■ Task ■
Write out all of the records, keeping each one exactly as written.

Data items
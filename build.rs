use std::env;
use std::process::Command;

fn main() {
    // Compiler version string reported by the info endpoint.
    let rustc = env::var("RUSTC").unwrap_or_else(|_| "rustc".to_string());
    let rustc_version = Command::new(&rustc)
        .arg("--version")
        .output()
        .ok()
        .and_then(|out| String::from_utf8(out.stdout).ok())
        .map(|s| s.trim().to_string())
        .filter(|s| !s.is_empty())
        .unwrap_or_else(|| "rustc unknown".to_string());
    println!("cargo:rustc-env=VITALS_RUSTC_VERSION={rustc_version}");

    // Git revision, best effort: builds from a tarball report "unknown".
    let revision = Command::new("git")
        .args(["rev-parse", "HEAD"])
        .output()
        .ok()
        .filter(|out| out.status.success())
        .and_then(|out| String::from_utf8(out.stdout).ok())
        .map(|s| s.trim().to_string())
        .filter(|s| !s.is_empty())
        .unwrap_or_else(|| "unknown".to_string());
    println!("cargo:rustc-env=VITALS_GIT_REVISION={revision}");

    println!("cargo:rerun-if-changed=build.rs");
}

■ Answer for the task ■
filename build.rs
use std::env;
use std::process::Command;

fn main() {
    // Compiler version string reported by the info endpoint.
    let rustc = env::var("RUSTC").unwrap_or_else(|_| "rustc".to_string());
    let rustc_version = Command::new(&rustc)
        .arg("--version")
        .output()
        .ok()
        .and_then(|out| String::from_utf8(out.stdout).ok())
        .map(|s| s.trim().to_string())
        .filter(|s| !s.is_empty())
        .unwrap_or_else(|| "rustc unknown".to_string());
    println!("cargo:rustc-env=VITALS_RUSTC_VERSION={rustc_version}");

    // Git revision, best effort: builds from a tarball report "unknown".
    let revision = Command::new("git")
        .args(["rev-parse", "HEAD"])
        .output()
        .ok()
        .filter(|out| out.status.success())
        .and_then(|out| String::from_utf8(out.stdout).ok())
        .map(|s| s.trim().to_string())
        .filter(|s| !s.is_empty())
        .unwrap_or_else(|| "unknown".to_string());
    println!("cargo:rustc-env=VITALS_GIT_REVISION={revision}");

    println!("cargo:rerun-if-changed=build.rs");
}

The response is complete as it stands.